Revenue, profit and management optimism
- A favourable update during April had already confirmed these FY 2021 results would show the remarkable H1 turnaround continuing throughout H2.
- H2 revenue did indeed increase by 8%, to £12.7m, to give annual revenue of £22.8m.
- The adjusted pre-tax profit was indeed £2.9m, which meant the H2 adjusted pre-tax profit of £2.5m was significantly greater than the £0.4m reported for H1.
- The H2 adjusted pre-tax profit of £2.5m was also greater than the £1.8m I had extrapolated at the interim stage.
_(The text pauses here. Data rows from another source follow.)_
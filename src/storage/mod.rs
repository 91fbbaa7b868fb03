//! Storage Layer: Mmap-Backed Message Files
//!
//! Prinsip desain:
//! - Zero-Copy read: berkas .msg di-mmap read-only, byte dipetakan langsung
//!   ke decoder tanpa buffer perantara
//! - Exact-length write: panjang output diketahui pasti (412 * n byte),
//!   berkas di-set ke panjang itu lalu diisi lewat mmap mutable

mod msg_file;

pub use msg_file::{read_records, write_records};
- Pandemic disruption during H1 meant total annual revenue was the weakest since FY 2012:
|Year to 31 March||2017||2018||2019||2020||2021|
|Operating profit (£k)||6,308||1,985||2,056||418||1,635|
|Other items (£k)||-||-||-||-||652|
|Finance income (£k)||(29)||7||(135)||(122)||(211)|
|Pre-tax profit (£k)||6,279||1,992||1,921||296||2,076|
|Earnings per share (p)||32.7||9.9||10.1||(1.8)||13.4|
|Dividend per share (p)||7.5||7.5||7.5||1.1||-|
|Special dividend per share (p)||38.1||-||-||-||-|
- Profit was shored up by various Covid-prompted cost savings and complicated by a number of adjustments:
- The £1m impairment followed office closures and is arguably a one-off charge.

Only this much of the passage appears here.